Information supplied -
=== Begin Enclosure ===
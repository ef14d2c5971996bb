//! Pluggable feature identifier strategies.

use crate::geometry::FeatureId;
use uuid::Uuid;

/// Generates and validates feature identifiers for one store instance.
///
/// The store calls [`generate`](IdStrategy::generate) on every `create`, and
/// [`is_valid`](IdStrategy::is_valid) on every externally supplied id during
/// `load`. Implementations must produce ids that are unique for the lifetime
/// of the store; a collision is treated by the store as a fatal precondition
/// violation, not retried.
pub trait IdStrategy {
    fn generate(&mut self) -> FeatureId;
    fn is_valid(&self, id: &FeatureId) -> bool;
}

/// Default strategy: random v4 UUIDs in hyphenated form.
///
/// Validation checks the 36-character shape (hyphens at positions 8, 13, 18
/// and 23, hex digits everywhere else) rather than parsing, so any token
/// indistinguishable from a UUID passes.
#[derive(Debug, Default)]
pub struct UuidIdStrategy;

impl IdStrategy for UuidIdStrategy {
    fn generate(&mut self) -> FeatureId {
        FeatureId::new(Uuid::new_v4().to_string())
    }

    fn is_valid(&self, id: &FeatureId) -> bool {
        let s = id.as_str();
        if s.len() != 36 {
            return false;
        }
        s.char_indices().all(|(i, c)| match i {
            8 | 13 | 18 | 23 => c == '-',
            _ => c.is_ascii_hexdigit(),
        })
    }
}

#[cfg(test)]
mod tests {
    use super::*;

    #[test]
    fn generated_ids_are_valid_and_unique() {
        let mut strategy = UuidIdStrategy;
        let a = strategy.generate();
        let b = strategy.generate();
        assert_ne!(a, b);
        assert_eq!(a.as_str().len(), 36);
        assert!(strategy.is_valid(&a));
        assert!(strategy.is_valid(&b));
    }

    #[test]
    fn validation_checks_length_and_shape() {
        let strategy = UuidIdStrategy;
        assert!(strategy.is_valid(&FeatureId::from("b4b4c6b8-7b9b-4b9b-8b9b-b4b4c6b87b9b")));
        assert!(!strategy.is_valid(&FeatureId::from("short")));
        assert!(!strategy.is_valid(&FeatureId::from(
            "b4b4c6b8x7b9bx4b9bx8b9bxb4b4c6b87b9b"
        )));
        assert!(!strategy.is_valid(&FeatureId::from(
            "zzzzzzzz-7b9b-4b9b-8b9b-b4b4c6b87b9b"
        )));
    }
}
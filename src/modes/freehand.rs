//! Freehand scribble mode.
//!
//! A click starts recording, cursor movement streams vertices, and a second
//! click stops. Every Nth pointer move commits a vertex; the moves in
//! between only drive a live trailing vertex, which keeps dense pointer
//! streams from ballooning the geometry.

use super::{
    mode_properties, validate_mode_feature, Key, KeyEvent, Mode, ModeBase, PointerEvent, Styling,
};
use crate::geometry::{Feature, FeatureId, Geometry, Position};
use crate::store::{FeatureSpec, GeometryUpdate, Validation};

const MODE_NAME: &str = "freehand";

#[derive(Debug, Clone, Copy)]
pub struct FreehandOptions {
    /// Every Nth pointer move commits a vertex; moves in between overwrite
    /// the live trailing vertex.
    pub every_nth_event: usize,
}

impl Default for FreehandOptions {
    fn default() -> Self {
        Self { every_nth_event: 10 }
    }
}

pub struct FreehandMode {
    base: ModeBase,
    options: FreehandOptions,
    current_id: Option<FeatureId>,
    move_count: usize,
}

impl FreehandMode {
    pub fn new(options: FreehandOptions) -> Self {
        Self {
            base: ModeBase::new(MODE_NAME),
            options: FreehandOptions {
                every_nth_event: options.every_nth_event.max(1),
            },
            current_id: None,
            move_count: 0,
        }
    }

    fn write_coords(&self, id: FeatureId, coords: Vec<Position>) {
        let Some(ctx) = self.base.context() else {
            return;
        };
        let update = GeometryUpdate {
            id,
            geometry: Geometry::LineString(coords),
        };
        if let Err(err) = ctx.store.borrow_mut().update_geometry(vec![update]) {
            log::warn!("Freehand mode failed to update geometry: {err}");
        }
    }
}

impl Default for FreehandMode {
    fn default() -> Self {
        Self::new(FreehandOptions::default())
    }
}

impl Mode for FreehandMode {
    fn name(&self) -> &'static str {
        MODE_NAME
    }

    fn base(&self) -> &ModeBase {
        &self.base
    }

    fn base_mut(&mut self) -> &mut ModeBase {
        &mut self.base
    }

    fn on_click(&mut self, event: &PointerEvent) {
        let Some(ctx) = self.base.active_context() else {
            return;
        };

        if self.current_id.is_none() {
            let position = event.position();
            let spec = FeatureSpec::with_properties(
                Geometry::LineString(vec![position, position]),
                mode_properties(MODE_NAME),
            );
            match ctx.store.borrow_mut().create(vec![spec]) {
                Ok(mut ids) => {
                    self.current_id = ids.pop();
                    self.move_count = 0;
                    self.base.set_drawing();
                }
                Err(err) => log::warn!("Freehand mode failed to start feature: {err}"),
            }
            return;
        }

        // Second click stops recording, keeping the geometry as drawn.
        self.current_id = None;
        self.move_count = 0;
        self.base.set_started();
    }

    fn on_mouse_move(&mut self, event: &PointerEvent) {
        if !self.base.is_drawing() {
            return;
        }
        let Some(id) = self.current_id.clone() else {
            return;
        };
        let Some(ctx) = self.base.context() else {
            return;
        };
        let mut coords = match ctx.store.borrow().get_geometry_copy(&id) {
            Ok(Geometry::LineString(coords)) => coords,
            _ => return,
        };

        self.move_count += 1;
        let position = event.position();
        if self.move_count % self.options.every_nth_event == 0 {
            coords.push(position);
        } else if let Some(last) = coords.last_mut() {
            *last = position;
        }
        self.write_coords(id, coords);
    }

    fn on_key_down(&mut self, event: &mut KeyEvent) {
        if event.key == Key::Escape && self.current_id.is_some() {
            event.prevent_default();
            self.clean_up();
        }
    }

    fn clean_up(&mut self) {
        if let Some(id) = self.current_id.take()
            && let Some(ctx) = self.base.context()
            && let Err(err) = ctx.store.borrow_mut().delete(&[id])
        {
            log::warn!("Freehand mode failed to discard provisional feature: {err}");
        }
        self.move_count = 0;
        self.base.set_started();
    }

    fn style_feature(&self, _feature: &Feature) -> Styling {
        Styling::default()
    }

    fn validate_feature(&self, feature: &Feature) -> Validation {
        validate_mode_feature(feature, MODE_NAME, "LineString")
    }
}

#[cfg(test)]
mod tests {
    use super::*;
    use crate::modes::test_support::{click, registered};
    use crate::modes::ModeState;

    fn coords_of(store: &crate::store::FeatureStore, id: &FeatureId) -> Vec<Position> {
        match store.get_geometry_copy(id).unwrap() {
            Geometry::LineString(coords) => coords,
            other => panic!("expected LineString, got {other:?}"),
        }
    }

    #[test]
    fn commits_every_nth_move_and_streams_the_rest() {
        let (mut mode, store) = registered(FreehandMode::new(FreehandOptions {
            every_nth_event: 3,
        }));
        mode.on_click(&click(0.0, 0.0));
        let id = mode.current_id.clone().unwrap();

        // Moves 1 and 2 overwrite the live vertex; move 3 commits one.
        mode.on_mouse_move(&click(0.1, 0.0));
        mode.on_mouse_move(&click(0.2, 0.0));
        assert_eq!(coords_of(&store.borrow(), &id).len(), 2);

        mode.on_mouse_move(&click(0.3, 0.0));
        let coords = coords_of(&store.borrow(), &id);
        assert_eq!(coords.len(), 3);
        assert_eq!(coords.last(), Some(&[0.3, 0.0]));
    }

    #[test]
    fn second_click_stops_recording() {
        let (mut mode, store) = registered(FreehandMode::default());
        mode.on_click(&click(0.0, 0.0));
        let id = mode.current_id.clone().unwrap();
        mode.on_mouse_move(&click(1.0, 0.0));

        mode.on_click(&click(1.0, 0.0));
        assert_eq!(mode.state(), ModeState::Started);
        let before = coords_of(&store.borrow(), &id);

        mode.on_mouse_move(&click(5.0, 5.0));
        assert_eq!(coords_of(&store.borrow(), &id), before);
    }

    #[test]
    fn escape_discards_scribble() {
        let (mut mode, store) = registered(FreehandMode::default());
        mode.on_click(&click(0.0, 0.0));
        assert_eq!(store.borrow().size(), 1);

        let mut escape = KeyEvent::new(Key::Escape);
        mode.on_key_down(&mut escape);
        assert_eq!(store.borrow().size(), 0);
    }
}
=== End Enclosure ===
How to complete this task -
Could you copy each line of the material that holds "LineString"?

Solution to the problem -
            geometry: Geometry::LineString(coords),
                Geometry::LineString(vec![position, position]),
            Ok(Geometry::LineString(coords)) => coords,
        validate_mode_feature(feature, MODE_NAME, "LineString")
            Geometry::LineString(coords) => coords,
            other => panic!("expected LineString, got {other:?}"),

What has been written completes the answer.